Items listed in a dataset
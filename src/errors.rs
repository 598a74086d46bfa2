use astra::Response;
use thiserror::Error;

/// Errors originating from either the server logic
/// (routing, bad input, etc.) or downstream layers (order API, export).
#[derive(Debug, Error)]
pub enum ServerError {
    #[error("Not Found")]
    NotFound,
    #[error("Bad Request: {0}")]
    BadRequest(String),
    #[error("Order API Error: {0}")]
    Upstream(String),
    #[error("Spreadsheet Error: {0}")]
    XlsxError(String),
    #[error("Internal Server Error")]
    InternalError,
}

// Type alias commonly used by route handlers.
pub type ResultResp = Result<Response, ServerError>;

impl ServerError {
    pub fn status(&self) -> u16 {
        match self {
            ServerError::NotFound => 404,
            ServerError::BadRequest(_) => 400,
            ServerError::Upstream(_) => 502,
            ServerError::XlsxError(_) | ServerError::InternalError => 500,
        }
    }
}
//! Wire protocol shared by the proxy and its tooling
//!
//! Packets are raw byte payloads whose first two bytes are a big-endian
//! opcode. The client and the server use disjoint opcode spaces that reuse
//! the same numbers, so an opcode only means something together with the
//! direction it travelled in.

pub mod wire;

pub use wire::{Reader, WireError, Writer};

/// Opcodes of packets sent by a server to a client
pub mod to_client {
    pub const HELLO: u16 = 0x02;
    pub const AUTH_ACCEPT: u16 = 0x03;
    pub const ACCEPT_SUDO_MODE: u16 = 0x04;
    pub const DENY_SUDO_MODE: u16 = 0x05;
    pub const ACCESS_DENIED: u16 = 0x0A;
    pub const CHAT_MESSAGE: u16 = 0x2F;
    pub const ACTIVE_OBJECT_REMOVE_ADD: u16 = 0x31;
    pub const SRP_BYTES_S_B: u16 = 0x60;
}

/// Opcodes of packets sent by a client to a server
pub mod to_server {
    pub const INIT: u16 = 0x02;
    pub const INIT2: u16 = 0x11;
    pub const CHAT_MESSAGE: u16 = 0x32;
    pub const CLIENT_READY: u16 = 0x43;
    pub const FIRST_SRP: u16 = 0x50;
    pub const SRP_BYTES_A: u16 = 0x51;
    pub const SRP_BYTES_M: u16 = 0x52;
}

/// A single protocol message as handed over by the transport
#[derive(Debug, Clone, PartialEq, Eq)]
pub struct Packet {
    pub data: Vec<u8>,
    pub channel: u8,
    pub unreliable: bool,
}

impl Packet {
    /// Reliable packet on channel 0
    pub fn new(data: Vec<u8>) -> Self {
        Self {
            data,
            channel: 0,
            unreliable: false,
        }
    }

    pub fn on_channel(mut self, channel: u8) -> Self {
        self.channel = channel;
        self
    }

    pub fn unreliable(mut self) -> Self {
        self.unreliable = true;
        self
    }

    /// Returns None for payloads too short to carry an opcode
    pub fn opcode(&self) -> Option<u16> {
        match self.data.as_slice() {
            [hi, lo, ..] => Some(u16::from_be_bytes([*hi, *lo])),
            _ => None,
        }
    }
}

#[derive(Debug, Clone, Copy, PartialEq, Eq, Hash)]
#[repr(u8)]
pub enum AccessDeniedReason {
    WrongPassword = 0,
    UnexpectedData = 1,
    Singleplayer = 2,
    WrongVersion = 3,
    WrongCharsInName = 4,
    WrongName = 5,
    TooManyUsers = 6,
    EmptyPassword = 7,
    AlreadyConnected = 8,
    ServerFail = 9,
    CustomString = 10,
    Shutdown = 11,
    Crash = 12,
}

impl AccessDeniedReason {
    /// Reasons followed by a free-text string and a reconnect flag
    pub fn carries_text(self) -> bool {
        matches!(self, Self::CustomString | Self::Shutdown | Self::Crash)
    }
}

impl TryFrom<u8> for AccessDeniedReason {
    type Error = WireError;

    fn try_from(value: u8) -> Result<Self, Self::Error> {
        use AccessDeniedReason::*;
        Ok(match value {
            0 => WrongPassword,
            1 => UnexpectedData,
            2 => Singleplayer,
            3 => WrongVersion,
            4 => WrongCharsInName,
            5 => WrongName,
            6 => TooManyUsers,
            7 => EmptyPassword,
            8 => AlreadyConnected,
            9 => ServerFail,
            10 => CustomString,
            11 => Shutdown,
            12 => Crash,
            other => return Err(WireError::UnknownReason(other)),
        })
    }
}

#[derive(Debug, Clone, Copy, PartialEq, Eq)]
#[repr(u8)]
pub enum ChatKind {
    Raw = 0,
    Normal = 1,
    Announce = 2,
    System = 3,
}

/// Decoded TOCLIENT_ACCESS_DENIED
#[derive(Debug, Clone, PartialEq, Eq)]
pub struct AccessDenied {
    pub reason: AccessDeniedReason,
    pub custom: String,
    pub reconnect: bool,
}

/// Decoded TOSERVER_FIRST_SRP
#[derive(Debug, Clone, PartialEq, Eq)]
pub struct FirstSrp<'a> {
    pub salt: &'a [u8],
    pub verifier: &'a [u8],
    pub empty_password: bool,
}

pub fn accept_sudo_mode() -> Vec<u8> {
    Writer::with_opcode(to_client::ACCEPT_SUDO_MODE).finish()
}

pub fn deny_sudo_mode() -> Vec<u8> {
    Writer::with_opcode(to_client::DENY_SUDO_MODE).finish()
}

/// TOCLIENT_SRP_BYTES_S_B: salt and server ephemeral public value
pub fn srp_bytes_s_b(salt: &[u8], b_pub: &[u8]) -> Result<Vec<u8>, WireError> {
    let mut w = Writer::with_opcode(to_client::SRP_BYTES_S_B);
    w.string16(salt)?.string16(b_pub)?;
    Ok(w.finish())
}

/// TOCLIENT_ACCESS_DENIED; the text is only encoded for reasons that carry one
pub fn access_denied(
    reason: AccessDeniedReason,
    custom: &str,
    reconnect: bool,
) -> Result<Vec<u8>, WireError> {
    let mut w = Writer::with_opcode(to_client::ACCESS_DENIED);
    w.u8(reason as u8);
    if reason.carries_text() {
        w.string16(custom.as_bytes())?;
        w.u8(reconnect as u8);
    }
    Ok(w.finish())
}

pub fn parse_access_denied(data: &[u8]) -> Result<AccessDenied, WireError> {
    let mut r = Reader::at(data, 2);
    let reason = AccessDeniedReason::try_from(r.u8()?)?;
    let (custom, reconnect) = if reason.carries_text() {
        let text = String::from_utf8_lossy(r.string16()?).into_owned();
        // Older servers omit the flag
        let reconnect = r.remaining() > 0 && r.u8()? != 0;
        (text, reconnect)
    } else {
        (String::new(), false)
    };

    Ok(AccessDenied {
        reason,
        custom,
        reconnect,
    })
}

/// TOCLIENT_CHAT_MESSAGE, version 1 layout
pub fn chat_message(
    kind: ChatKind,
    sender: &str,
    text: &str,
    timestamp: u64,
) -> Result<Vec<u8>, WireError> {
    let mut w = Writer::with_opcode(to_client::CHAT_MESSAGE);
    w.u8(1).u8(kind as u8);
    w.wide_string(sender)?.wide_string(text)?;
    w.u64(timestamp);
    Ok(w.finish())
}

/// TOSERVER_CHAT_MESSAGE
pub fn parse_chat_message(data: &[u8]) -> Result<String, WireError> {
    Reader::at(data, 2).wide_string()
}

/// TOSERVER_CHAT_MESSAGE
pub fn client_chat_message(text: &str) -> Result<Vec<u8>, WireError> {
    let mut w = Writer::with_opcode(to_server::CHAT_MESSAGE);
    w.wide_string(text)?;
    Ok(w.finish())
}

/// Player name from TOSERVER_INIT
pub fn parse_init_name(data: &[u8]) -> Result<String, WireError> {
    let mut r = Reader::at(data, 2);
    // serialization version, compression modes, min and max protocol
    r.skip(1 + 2 + 2 + 2)?;
    Ok(String::from_utf8_lossy(r.string16()?).into_owned())
}

pub fn init(name: &str) -> Result<Vec<u8>, WireError> {
    let mut w = Writer::with_opcode(to_server::INIT);
    w.u8(29).u16(0).u16(37).u16(42);
    w.string16(name.as_bytes())?;
    Ok(w.finish())
}

pub fn parse_first_srp(data: &[u8]) -> Result<FirstSrp<'_>, WireError> {
    let mut r = Reader::at(data, 2);
    let salt = r.string16()?;
    let verifier = r.string16()?;
    let empty_password = r.remaining() > 0 && r.u8()? != 0;

    Ok(FirstSrp {
        salt,
        verifier,
        empty_password,
    })
}

pub fn first_srp(salt: &[u8], verifier: &[u8], empty_password: bool) -> Result<Vec<u8>, WireError> {
    let mut w = Writer::with_opcode(to_server::FIRST_SRP);
    w.string16(salt)?.string16(verifier)?;
    w.u8(empty_password as u8);
    Ok(w.finish())
}

/// Client ephemeral public value from TOSERVER_SRP_BYTES_A
pub fn parse_srp_bytes_a(data: &[u8]) -> Result<&[u8], WireError> {
    Reader::at(data, 2).string16()
}

pub fn srp_bytes_a(a_pub: &[u8]) -> Result<Vec<u8>, WireError> {
    let mut w = Writer::with_opcode(to_server::SRP_BYTES_A);
    // based on the SRP verifier, not the legacy password hash
    w.string16(a_pub)?.u8(1);
    Ok(w.finish())
}

/// Client proof from TOSERVER_SRP_BYTES_M
pub fn parse_srp_bytes_m(data: &[u8]) -> Result<&[u8], WireError> {
    Reader::at(data, 2).string16()
}

pub fn srp_bytes_m(proof: &[u8]) -> Result<Vec<u8>, WireError> {
    let mut w = Writer::with_opcode(to_server::SRP_BYTES_M);
    w.string16(proof)?;
    Ok(w.finish())
}

/// Salt and server ephemeral public value from TOCLIENT_SRP_BYTES_S_B
pub fn parse_srp_bytes_s_b(data: &[u8]) -> Result<(&[u8], &[u8]), WireError> {
    let mut r = Reader::at(data, 2);
    let salt = r.string16()?;
    let b_pub = r.string16()?;
    Ok((salt, b_pub))
}
//! Credential, ban and privilege storage
//!
//! The core talks to storage only through [`Provider`]. A backend is picked
//! once at startup from the configuration and handed around as
//! `Arc<dyn Provider>`; nothing downstream knows which one it got.
//!
//! Provider calls are synchronous and may block on I/O. Async callers run
//! them on the blocking pool (see [`run_blocking`]) and never while holding
//! a peer lock.

mod memory;
mod sqlite;

pub use memory::MemoryProvider;
pub use sqlite::SqliteProvider;

use crate::config::AuthBackend;
use base64::engine::general_purpose::STANDARD;
use base64::Engine as _;
use log::info;
use rand::RngCore;
use std::collections::{HashMap, HashSet};
use std::net::IpAddr;
use std::path::Path;
use std::sync::Arc;
use thiserror::Error;

#[derive(Debug, Error)]
pub enum ProviderError {
    #[error("database error: {0}")]
    Database(#[from] rusqlite::Error),
    #[error("invalid ip address format: {0}")]
    InvalidAddress(String),
    #[error("unknown user {0}")]
    UnknownUser(String),
    #[error("user {0} already exists")]
    UserExists(String),
    #[error("ip address {0} is already banned")]
    AlreadyBanned(IpAddr),
    #[error("provider is closed")]
    Closed,
    #[error("provider unavailable: {0}")]
    Unavailable(String),
}

pub trait Provider: Send + Sync {
    fn create_user(&self, name: &str, password: &str) -> Result<(), ProviderError>;

    /// Stored credential of `name`, None if the user does not exist
    fn password(&self, name: &str) -> Result<Option<String>, ProviderError>;

    fn set_password(&self, name: &str, password: &str) -> Result<(), ProviderError>;

    fn ban(&self, addr: IpAddr, name: &str) -> Result<(), ProviderError>;

    /// Lifts every ban matching either a player name or an address
    fn unban(&self, id: &str) -> Result<(), ProviderError>;

    fn ban_list(&self) -> Result<HashMap<IpAddr, String>, ProviderError>;

    /// Name recorded with the ban if `addr` is banned
    fn is_banned(&self, addr: IpAddr) -> Result<Option<String>, ProviderError>;

    fn privs(&self, name: &str) -> Result<HashSet<String>, ProviderError>;

    fn set_privs(&self, name: &str, privs: &HashSet<String>) -> Result<(), ProviderError>;

    /// Process-wide value stored under `key`
    fn storage_key(&self, key: &str) -> Result<Option<String>, ProviderError>;

    fn set_storage_key(&self, key: &str, value: &str) -> Result<(), ProviderError>;

    fn close(&self) -> Result<(), ProviderError>;
}

/// Opens the configured backend
pub fn open(backend: AuthBackend, path: &Path) -> Result<Arc<dyn Provider>, ProviderError> {
    let provider: Arc<dyn Provider> = match backend {
        AuthBackend::Memory => Arc::new(MemoryProvider::new()),
        AuthBackend::Sqlite => Arc::new(SqliteProvider::open(path)?),
    };
    Ok(provider)
}

/// Runs a provider call on the blocking thread pool
pub async fn run_blocking<T, F>(provider: &Arc<dyn Provider>, f: F) -> Result<T, ProviderError>
where
    T: Send + 'static,
    F: FnOnce(&dyn Provider) -> Result<T, ProviderError> + Send + 'static,
{
    let provider = Arc::clone(provider);
    tokio::task::spawn_blocking(move || f(provider.as_ref()))
        .await
        .map_err(|e| ProviderError::Unavailable(e.to_string()))?
}

/// Whether `name` holds every privilege in `required`
pub fn check_privs(
    provider: &dyn Provider,
    name: &str,
    required: &HashSet<String>,
) -> Result<bool, ProviderError> {
    let privs = provider.privs(name)?;
    Ok(required.is_subset(&privs))
}

/// Grants `name` the `privs` privilege, which lets it hand out every other
pub fn grant_admin(provider: &dyn Provider, name: &str) -> Result<(), ProviderError> {
    let mut privs = provider.privs(name)?;
    if privs.insert("privs".to_string()) {
        provider.set_privs(name, &privs)?;
        info!("Granted privs to admin {}", name);
    }
    Ok(())
}

const PASSPHRASE_KEY: &str = "auth:passphrase";
const PASSPHRASE_LEN: usize = 16;

/// Secret shared with the backend servers. Created on first start and kept
/// in storage from then on; changing it locks existing players out of the
/// backends.
pub fn load_passphrase(provider: &dyn Provider) -> Result<Vec<u8>, ProviderError> {
    if let Some(stored) = provider.storage_key(PASSPHRASE_KEY)? {
        return STANDARD
            .decode(stored)
            .map_err(|e| ProviderError::Unavailable(format!("stored passphrase unreadable: {}", e)));
    }

    let mut passphrase = vec![0u8; PASSPHRASE_LEN];
    rand::thread_rng().fill_bytes(&mut passphrase);
    provider.set_storage_key(PASSPHRASE_KEY, &STANDARD.encode(&passphrase))?;
    info!("Generated a new auth passphrase");
    Ok(passphrase)
}

/// Privilege sets are stored as `a|b|c`
pub fn encode_privs(privs: &HashSet<String>) -> String {
    let mut sorted: Vec<&str> = privs.iter().map(String::as_str).collect();
    sorted.sort_unstable();
    sorted.join("|")
}

pub fn decode_privs(s: &str) -> HashSet<String> {
    s.split('|')
        .filter(|p| !p.is_empty())
        .map(str::to_string)
        .collect()
}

> WHAT IS BEING ASKED
Go through the entries above and report each line with the string "unreliable" in it.

> WRITTEN RESPONSE
    pub unreliable: bool,
            unreliable: false,
    pub fn unreliable(mut self) -> Self {
        self.unreliable = true;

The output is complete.